The records sit below. Return every line in them that holds the word "stored".

== Source data ==
BEGIN
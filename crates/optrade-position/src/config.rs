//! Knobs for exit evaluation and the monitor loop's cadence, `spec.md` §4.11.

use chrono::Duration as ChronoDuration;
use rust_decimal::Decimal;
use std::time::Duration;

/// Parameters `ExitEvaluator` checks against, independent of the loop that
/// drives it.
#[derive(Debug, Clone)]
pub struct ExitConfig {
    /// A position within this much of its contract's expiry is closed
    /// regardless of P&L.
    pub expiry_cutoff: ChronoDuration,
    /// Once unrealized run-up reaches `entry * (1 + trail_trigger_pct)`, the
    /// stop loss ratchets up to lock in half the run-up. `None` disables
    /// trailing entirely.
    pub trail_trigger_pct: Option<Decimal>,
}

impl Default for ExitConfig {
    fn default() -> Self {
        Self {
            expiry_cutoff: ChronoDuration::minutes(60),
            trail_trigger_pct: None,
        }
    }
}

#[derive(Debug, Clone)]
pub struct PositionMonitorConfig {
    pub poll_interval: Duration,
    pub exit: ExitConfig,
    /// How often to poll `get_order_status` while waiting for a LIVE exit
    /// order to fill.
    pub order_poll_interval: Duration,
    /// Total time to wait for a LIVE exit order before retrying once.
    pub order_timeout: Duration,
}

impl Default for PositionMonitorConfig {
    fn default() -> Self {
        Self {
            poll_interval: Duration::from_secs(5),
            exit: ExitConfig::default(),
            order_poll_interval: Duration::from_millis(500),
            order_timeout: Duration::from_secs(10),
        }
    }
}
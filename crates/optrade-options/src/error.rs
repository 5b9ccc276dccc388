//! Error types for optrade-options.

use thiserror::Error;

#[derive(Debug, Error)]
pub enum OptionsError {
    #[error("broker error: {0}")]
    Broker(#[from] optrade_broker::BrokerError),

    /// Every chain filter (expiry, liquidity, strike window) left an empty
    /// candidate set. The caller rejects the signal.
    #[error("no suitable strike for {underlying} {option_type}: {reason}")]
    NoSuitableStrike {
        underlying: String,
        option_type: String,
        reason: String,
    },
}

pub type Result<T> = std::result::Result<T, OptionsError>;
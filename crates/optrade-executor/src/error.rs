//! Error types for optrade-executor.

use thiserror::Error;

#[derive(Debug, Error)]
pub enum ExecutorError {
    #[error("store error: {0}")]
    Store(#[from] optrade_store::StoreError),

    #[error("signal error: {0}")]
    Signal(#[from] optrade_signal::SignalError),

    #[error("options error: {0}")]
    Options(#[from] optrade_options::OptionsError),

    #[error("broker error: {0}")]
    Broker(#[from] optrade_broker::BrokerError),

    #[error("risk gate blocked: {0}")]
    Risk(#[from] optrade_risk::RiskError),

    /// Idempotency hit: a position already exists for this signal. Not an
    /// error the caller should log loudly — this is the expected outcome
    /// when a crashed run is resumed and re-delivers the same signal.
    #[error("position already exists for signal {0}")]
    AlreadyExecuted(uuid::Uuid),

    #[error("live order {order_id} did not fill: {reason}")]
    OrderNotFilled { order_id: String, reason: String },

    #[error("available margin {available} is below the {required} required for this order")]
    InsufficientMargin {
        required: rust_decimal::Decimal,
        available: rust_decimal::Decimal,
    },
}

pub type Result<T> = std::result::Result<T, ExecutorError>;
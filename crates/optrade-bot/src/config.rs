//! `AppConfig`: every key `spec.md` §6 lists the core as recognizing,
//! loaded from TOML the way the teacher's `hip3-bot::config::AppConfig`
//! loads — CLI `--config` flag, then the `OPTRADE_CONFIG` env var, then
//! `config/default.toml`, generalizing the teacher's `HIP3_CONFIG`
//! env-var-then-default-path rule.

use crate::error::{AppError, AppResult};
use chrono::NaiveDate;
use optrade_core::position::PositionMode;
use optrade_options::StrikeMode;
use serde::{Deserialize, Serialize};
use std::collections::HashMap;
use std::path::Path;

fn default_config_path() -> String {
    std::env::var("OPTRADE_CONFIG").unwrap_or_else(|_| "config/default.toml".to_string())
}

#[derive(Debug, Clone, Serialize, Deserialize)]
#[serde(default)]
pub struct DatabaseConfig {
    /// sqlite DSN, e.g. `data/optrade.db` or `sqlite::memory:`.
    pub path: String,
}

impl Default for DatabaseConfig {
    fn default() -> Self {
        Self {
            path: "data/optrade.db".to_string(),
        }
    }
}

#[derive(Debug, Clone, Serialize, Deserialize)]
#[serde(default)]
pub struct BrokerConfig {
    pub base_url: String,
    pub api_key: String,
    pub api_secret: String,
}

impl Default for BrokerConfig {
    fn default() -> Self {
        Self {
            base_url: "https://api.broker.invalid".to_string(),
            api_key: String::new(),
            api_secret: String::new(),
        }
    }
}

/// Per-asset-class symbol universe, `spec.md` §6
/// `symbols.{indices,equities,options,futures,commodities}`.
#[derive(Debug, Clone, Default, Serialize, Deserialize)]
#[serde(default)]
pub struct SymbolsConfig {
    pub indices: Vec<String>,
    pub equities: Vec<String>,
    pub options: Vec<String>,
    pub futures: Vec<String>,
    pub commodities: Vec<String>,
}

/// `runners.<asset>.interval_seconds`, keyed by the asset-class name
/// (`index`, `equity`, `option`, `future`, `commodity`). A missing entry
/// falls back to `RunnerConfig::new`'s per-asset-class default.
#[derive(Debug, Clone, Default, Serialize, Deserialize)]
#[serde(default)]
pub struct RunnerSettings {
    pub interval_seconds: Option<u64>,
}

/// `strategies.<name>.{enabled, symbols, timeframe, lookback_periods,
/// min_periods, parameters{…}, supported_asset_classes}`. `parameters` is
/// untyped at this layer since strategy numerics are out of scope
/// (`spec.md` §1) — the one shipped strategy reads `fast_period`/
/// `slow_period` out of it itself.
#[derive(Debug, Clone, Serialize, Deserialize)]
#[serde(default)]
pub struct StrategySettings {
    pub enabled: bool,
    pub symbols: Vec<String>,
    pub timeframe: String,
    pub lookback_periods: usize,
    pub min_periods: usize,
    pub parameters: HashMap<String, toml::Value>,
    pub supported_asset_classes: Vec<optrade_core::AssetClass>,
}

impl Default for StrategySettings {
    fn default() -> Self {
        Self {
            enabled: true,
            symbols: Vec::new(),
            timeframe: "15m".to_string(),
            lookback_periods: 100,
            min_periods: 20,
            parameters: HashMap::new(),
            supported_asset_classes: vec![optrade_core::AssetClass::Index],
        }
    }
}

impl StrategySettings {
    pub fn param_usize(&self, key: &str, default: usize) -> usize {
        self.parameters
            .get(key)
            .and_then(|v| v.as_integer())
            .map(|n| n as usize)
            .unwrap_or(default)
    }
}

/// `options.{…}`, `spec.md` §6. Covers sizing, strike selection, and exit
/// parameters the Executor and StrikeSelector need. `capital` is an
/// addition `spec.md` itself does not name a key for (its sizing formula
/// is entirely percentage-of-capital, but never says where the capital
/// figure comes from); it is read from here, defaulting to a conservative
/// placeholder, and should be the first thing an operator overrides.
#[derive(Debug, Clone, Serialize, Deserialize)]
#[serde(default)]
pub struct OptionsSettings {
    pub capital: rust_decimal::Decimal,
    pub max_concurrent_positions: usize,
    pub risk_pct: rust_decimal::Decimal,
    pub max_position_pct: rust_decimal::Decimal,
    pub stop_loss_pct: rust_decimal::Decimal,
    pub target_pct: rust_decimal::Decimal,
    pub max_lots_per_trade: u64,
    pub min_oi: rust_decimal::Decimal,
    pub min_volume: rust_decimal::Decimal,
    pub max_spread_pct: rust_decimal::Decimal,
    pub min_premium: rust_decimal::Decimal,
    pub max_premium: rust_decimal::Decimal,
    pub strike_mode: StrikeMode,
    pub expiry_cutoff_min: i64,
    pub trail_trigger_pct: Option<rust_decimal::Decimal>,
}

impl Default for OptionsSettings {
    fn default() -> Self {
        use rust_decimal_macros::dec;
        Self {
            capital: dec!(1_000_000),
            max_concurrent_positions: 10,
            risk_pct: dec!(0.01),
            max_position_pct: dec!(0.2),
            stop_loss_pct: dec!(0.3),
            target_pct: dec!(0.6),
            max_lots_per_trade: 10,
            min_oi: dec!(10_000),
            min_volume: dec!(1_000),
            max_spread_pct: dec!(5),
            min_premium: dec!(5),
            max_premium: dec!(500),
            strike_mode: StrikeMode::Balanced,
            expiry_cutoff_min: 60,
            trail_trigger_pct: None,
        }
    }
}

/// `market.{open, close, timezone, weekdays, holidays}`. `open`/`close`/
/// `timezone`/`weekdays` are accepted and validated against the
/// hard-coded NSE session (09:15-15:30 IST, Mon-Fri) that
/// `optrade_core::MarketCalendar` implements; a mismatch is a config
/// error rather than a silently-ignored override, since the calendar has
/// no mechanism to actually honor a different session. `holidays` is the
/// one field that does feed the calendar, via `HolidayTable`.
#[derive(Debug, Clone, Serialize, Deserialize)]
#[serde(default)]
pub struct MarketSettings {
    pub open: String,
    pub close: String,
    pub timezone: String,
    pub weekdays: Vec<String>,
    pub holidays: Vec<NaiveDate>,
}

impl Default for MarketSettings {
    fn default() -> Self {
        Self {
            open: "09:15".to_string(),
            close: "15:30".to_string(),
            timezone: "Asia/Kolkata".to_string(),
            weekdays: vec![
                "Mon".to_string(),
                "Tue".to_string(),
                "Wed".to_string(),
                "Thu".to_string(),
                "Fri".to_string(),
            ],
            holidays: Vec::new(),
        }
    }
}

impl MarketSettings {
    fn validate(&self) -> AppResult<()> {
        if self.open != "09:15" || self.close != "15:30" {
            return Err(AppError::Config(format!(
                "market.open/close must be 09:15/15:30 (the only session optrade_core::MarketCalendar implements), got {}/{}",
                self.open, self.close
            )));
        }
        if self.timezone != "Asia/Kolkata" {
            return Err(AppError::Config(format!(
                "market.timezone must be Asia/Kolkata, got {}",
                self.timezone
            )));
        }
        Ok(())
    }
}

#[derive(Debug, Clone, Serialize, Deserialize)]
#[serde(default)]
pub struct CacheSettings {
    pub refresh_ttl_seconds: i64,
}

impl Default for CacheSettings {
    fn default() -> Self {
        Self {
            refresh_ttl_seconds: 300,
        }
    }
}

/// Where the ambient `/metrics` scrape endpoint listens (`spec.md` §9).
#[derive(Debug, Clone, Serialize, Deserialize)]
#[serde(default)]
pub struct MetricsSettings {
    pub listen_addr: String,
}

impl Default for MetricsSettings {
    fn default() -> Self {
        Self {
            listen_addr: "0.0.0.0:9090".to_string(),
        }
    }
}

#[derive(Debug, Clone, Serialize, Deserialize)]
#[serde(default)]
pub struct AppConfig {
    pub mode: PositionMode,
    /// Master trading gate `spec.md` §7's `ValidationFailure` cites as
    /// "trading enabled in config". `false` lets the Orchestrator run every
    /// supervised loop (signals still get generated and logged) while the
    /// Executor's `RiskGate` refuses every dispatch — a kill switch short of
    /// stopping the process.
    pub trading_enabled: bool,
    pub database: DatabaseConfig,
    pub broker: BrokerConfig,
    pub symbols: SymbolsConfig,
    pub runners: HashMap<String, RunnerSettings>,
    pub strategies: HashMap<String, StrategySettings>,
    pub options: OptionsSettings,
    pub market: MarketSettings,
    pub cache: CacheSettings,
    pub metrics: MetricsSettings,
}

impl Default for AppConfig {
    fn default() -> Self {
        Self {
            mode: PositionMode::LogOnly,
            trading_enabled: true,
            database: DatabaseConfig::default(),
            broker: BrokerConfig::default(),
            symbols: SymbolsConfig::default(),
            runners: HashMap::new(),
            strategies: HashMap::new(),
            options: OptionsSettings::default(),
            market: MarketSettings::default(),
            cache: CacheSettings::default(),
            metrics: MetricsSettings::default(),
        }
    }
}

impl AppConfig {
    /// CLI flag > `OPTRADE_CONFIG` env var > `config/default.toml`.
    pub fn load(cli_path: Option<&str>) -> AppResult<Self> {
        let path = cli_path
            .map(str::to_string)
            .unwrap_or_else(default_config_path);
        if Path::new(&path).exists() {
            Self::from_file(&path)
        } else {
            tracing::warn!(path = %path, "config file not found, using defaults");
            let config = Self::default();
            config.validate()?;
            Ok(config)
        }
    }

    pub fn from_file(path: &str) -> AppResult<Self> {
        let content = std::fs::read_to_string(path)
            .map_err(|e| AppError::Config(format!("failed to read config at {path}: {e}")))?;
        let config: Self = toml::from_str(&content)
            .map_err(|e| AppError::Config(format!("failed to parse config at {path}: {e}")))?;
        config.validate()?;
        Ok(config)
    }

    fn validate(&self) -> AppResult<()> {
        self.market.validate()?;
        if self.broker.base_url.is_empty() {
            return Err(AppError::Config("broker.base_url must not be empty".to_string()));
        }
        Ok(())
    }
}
END
BEGIN
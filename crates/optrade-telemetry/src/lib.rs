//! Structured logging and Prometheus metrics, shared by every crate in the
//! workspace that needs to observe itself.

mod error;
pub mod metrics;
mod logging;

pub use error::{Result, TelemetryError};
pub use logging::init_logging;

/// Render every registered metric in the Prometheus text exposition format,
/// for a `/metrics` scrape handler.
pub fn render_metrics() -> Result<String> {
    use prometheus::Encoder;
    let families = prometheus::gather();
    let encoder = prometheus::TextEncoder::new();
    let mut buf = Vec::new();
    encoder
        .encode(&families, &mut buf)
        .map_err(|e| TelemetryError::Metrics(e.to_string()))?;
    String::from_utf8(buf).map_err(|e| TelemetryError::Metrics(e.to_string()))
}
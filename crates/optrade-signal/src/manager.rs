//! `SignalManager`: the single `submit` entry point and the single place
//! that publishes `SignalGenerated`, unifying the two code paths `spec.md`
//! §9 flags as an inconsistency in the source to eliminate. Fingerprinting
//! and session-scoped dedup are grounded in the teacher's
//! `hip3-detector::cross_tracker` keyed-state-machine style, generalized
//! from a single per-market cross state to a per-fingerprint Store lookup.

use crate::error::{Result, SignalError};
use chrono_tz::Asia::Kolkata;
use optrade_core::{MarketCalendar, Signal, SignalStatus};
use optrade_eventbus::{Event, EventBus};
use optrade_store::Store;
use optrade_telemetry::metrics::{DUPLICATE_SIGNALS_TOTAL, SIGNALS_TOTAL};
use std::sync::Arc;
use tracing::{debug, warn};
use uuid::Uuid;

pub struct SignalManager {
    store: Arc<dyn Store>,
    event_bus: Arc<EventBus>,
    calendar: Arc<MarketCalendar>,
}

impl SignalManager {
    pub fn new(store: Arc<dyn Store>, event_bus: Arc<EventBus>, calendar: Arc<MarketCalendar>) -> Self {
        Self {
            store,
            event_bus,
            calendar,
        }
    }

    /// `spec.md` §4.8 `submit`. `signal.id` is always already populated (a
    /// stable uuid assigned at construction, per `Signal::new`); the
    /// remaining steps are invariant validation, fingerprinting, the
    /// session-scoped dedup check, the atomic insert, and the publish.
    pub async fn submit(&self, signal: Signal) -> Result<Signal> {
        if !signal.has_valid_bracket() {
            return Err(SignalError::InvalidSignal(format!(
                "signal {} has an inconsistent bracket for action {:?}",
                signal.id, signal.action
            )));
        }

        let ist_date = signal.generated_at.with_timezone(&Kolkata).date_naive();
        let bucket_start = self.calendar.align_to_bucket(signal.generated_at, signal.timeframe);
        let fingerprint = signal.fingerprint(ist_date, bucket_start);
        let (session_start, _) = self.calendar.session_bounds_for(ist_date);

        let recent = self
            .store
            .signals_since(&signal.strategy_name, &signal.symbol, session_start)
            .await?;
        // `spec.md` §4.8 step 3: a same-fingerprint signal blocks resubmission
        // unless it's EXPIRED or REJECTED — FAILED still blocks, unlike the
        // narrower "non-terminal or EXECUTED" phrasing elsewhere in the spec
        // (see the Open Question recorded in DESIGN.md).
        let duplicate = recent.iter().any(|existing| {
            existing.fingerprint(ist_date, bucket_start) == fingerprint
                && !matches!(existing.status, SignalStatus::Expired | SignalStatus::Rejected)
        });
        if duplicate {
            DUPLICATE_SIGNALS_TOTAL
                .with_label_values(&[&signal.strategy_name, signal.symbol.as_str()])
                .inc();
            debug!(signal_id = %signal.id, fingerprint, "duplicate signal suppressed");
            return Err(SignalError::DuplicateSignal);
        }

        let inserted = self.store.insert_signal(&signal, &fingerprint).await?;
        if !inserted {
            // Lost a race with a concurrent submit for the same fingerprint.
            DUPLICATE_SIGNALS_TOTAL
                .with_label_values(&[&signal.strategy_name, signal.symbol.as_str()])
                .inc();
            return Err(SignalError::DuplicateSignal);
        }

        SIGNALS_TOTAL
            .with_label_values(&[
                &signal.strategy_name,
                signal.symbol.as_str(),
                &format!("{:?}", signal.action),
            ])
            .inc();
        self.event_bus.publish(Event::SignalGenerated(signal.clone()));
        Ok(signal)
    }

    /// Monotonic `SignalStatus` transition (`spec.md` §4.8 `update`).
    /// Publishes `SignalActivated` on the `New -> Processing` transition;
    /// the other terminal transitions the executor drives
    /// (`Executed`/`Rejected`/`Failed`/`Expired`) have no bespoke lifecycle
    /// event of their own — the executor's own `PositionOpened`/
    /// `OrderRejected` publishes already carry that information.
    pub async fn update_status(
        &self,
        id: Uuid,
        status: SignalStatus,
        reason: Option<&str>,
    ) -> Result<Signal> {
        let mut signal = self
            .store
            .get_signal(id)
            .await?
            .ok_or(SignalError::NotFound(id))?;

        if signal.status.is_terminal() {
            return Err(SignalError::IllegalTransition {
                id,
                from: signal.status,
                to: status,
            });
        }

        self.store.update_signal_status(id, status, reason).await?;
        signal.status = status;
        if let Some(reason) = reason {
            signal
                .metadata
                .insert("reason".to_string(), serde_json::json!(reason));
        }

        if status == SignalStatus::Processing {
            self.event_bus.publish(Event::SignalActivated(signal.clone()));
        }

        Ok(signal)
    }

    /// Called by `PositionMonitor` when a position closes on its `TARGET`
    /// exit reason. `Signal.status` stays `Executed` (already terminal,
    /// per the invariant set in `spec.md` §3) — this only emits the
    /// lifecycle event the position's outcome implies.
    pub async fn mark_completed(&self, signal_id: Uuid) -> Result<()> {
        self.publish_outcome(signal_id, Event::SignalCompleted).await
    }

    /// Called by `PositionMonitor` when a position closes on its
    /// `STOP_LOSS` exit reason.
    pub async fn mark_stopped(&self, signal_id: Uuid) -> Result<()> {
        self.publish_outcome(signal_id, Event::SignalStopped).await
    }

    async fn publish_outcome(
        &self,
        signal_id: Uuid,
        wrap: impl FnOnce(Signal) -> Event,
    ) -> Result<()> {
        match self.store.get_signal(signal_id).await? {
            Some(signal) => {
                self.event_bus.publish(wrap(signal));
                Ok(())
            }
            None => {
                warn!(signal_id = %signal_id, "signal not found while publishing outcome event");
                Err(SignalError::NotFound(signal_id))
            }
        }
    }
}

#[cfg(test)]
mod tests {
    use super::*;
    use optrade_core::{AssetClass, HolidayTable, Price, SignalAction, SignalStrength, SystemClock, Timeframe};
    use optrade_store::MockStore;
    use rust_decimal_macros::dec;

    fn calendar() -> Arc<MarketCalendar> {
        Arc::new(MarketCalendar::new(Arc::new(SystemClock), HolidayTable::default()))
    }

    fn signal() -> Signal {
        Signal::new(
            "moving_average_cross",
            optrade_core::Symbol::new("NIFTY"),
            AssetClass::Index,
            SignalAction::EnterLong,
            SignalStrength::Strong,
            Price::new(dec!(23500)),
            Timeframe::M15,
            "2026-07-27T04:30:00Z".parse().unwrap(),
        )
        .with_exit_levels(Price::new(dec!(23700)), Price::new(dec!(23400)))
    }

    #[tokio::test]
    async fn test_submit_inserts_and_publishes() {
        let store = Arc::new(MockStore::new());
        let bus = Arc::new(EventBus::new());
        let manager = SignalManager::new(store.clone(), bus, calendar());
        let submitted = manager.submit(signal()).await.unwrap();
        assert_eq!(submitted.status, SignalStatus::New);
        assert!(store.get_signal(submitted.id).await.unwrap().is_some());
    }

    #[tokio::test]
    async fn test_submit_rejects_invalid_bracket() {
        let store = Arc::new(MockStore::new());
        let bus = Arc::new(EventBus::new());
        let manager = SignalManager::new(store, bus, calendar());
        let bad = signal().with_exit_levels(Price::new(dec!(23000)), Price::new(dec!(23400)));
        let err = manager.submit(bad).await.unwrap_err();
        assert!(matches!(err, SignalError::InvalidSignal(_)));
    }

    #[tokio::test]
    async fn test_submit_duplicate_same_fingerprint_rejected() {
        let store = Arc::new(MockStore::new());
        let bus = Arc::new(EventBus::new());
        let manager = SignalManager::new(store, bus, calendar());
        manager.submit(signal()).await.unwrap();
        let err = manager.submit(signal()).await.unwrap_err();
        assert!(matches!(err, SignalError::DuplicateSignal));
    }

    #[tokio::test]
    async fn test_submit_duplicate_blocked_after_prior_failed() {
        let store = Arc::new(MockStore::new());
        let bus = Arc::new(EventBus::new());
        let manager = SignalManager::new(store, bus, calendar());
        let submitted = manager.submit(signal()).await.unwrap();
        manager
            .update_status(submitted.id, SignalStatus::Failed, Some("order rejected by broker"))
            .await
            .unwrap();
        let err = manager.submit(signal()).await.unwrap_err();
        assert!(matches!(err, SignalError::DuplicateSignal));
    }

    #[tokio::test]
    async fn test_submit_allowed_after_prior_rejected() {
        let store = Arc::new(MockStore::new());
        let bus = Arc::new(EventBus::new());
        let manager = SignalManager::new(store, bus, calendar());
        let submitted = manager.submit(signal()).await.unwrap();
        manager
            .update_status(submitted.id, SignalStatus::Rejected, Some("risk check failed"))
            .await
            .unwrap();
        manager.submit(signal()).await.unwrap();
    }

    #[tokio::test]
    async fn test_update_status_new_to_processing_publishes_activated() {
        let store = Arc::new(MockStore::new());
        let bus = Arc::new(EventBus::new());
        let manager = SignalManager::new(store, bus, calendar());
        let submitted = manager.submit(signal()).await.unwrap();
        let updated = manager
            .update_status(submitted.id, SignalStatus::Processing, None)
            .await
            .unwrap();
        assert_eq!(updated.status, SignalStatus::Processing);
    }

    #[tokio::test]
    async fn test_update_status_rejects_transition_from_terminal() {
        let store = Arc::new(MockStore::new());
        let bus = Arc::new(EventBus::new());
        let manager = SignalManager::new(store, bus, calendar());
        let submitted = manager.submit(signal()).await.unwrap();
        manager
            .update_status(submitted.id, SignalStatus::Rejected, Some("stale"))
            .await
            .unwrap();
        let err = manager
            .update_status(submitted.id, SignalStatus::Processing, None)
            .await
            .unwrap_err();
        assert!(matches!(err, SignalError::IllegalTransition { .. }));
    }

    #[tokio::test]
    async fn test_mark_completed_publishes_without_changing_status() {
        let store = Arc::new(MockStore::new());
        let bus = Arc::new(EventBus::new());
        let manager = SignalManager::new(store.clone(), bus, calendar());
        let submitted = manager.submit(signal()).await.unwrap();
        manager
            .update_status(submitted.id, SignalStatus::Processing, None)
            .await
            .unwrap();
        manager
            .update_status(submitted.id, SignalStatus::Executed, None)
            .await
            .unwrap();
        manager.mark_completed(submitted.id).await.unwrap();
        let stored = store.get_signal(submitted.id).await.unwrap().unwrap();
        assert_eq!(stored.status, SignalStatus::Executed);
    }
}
END
== Task answer ==
        let stored = store.get_signal(submitted.id).await.unwrap().unwrap();
        assert_eq!(stored.status, SignalStatus::Executed);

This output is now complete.